### WHAT IS EXPECTED
Find the lines in the records below that contain "finalize", and report each of them.

### MATERIAL PROVIDED
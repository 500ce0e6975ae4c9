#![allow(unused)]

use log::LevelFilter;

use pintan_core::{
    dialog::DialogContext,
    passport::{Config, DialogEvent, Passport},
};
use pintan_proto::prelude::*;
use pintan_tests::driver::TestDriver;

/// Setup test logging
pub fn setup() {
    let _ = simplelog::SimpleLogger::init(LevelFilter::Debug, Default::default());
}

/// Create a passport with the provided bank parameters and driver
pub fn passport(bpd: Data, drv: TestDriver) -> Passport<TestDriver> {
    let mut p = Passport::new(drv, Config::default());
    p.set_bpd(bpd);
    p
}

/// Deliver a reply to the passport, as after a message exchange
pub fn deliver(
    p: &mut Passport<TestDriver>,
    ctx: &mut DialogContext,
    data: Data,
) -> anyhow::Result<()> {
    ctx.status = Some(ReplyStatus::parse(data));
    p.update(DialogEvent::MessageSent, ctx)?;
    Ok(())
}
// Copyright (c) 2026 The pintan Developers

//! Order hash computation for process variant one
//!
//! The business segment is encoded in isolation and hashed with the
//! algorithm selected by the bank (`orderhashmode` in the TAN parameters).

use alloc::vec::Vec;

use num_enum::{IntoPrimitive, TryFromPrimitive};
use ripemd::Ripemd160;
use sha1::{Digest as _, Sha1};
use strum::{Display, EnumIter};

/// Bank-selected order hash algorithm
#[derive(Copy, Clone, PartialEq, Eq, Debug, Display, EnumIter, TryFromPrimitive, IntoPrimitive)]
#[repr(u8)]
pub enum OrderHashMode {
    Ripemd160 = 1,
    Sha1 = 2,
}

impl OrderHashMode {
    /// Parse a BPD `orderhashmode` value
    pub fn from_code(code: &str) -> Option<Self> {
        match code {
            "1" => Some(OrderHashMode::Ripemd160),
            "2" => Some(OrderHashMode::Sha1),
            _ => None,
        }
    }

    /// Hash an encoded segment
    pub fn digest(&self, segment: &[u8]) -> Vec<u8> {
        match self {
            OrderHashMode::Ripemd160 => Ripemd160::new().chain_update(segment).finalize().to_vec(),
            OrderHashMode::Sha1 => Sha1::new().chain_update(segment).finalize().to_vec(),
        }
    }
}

### RESPONSE TO THE TASK
            OrderHashMode::Ripemd160 => Ripemd160::new().chain_update(segment).finalize().to_vec(),
            OrderHashMode::Sha1 => Sha1::new().chain_update(segment).finalize().to_vec(),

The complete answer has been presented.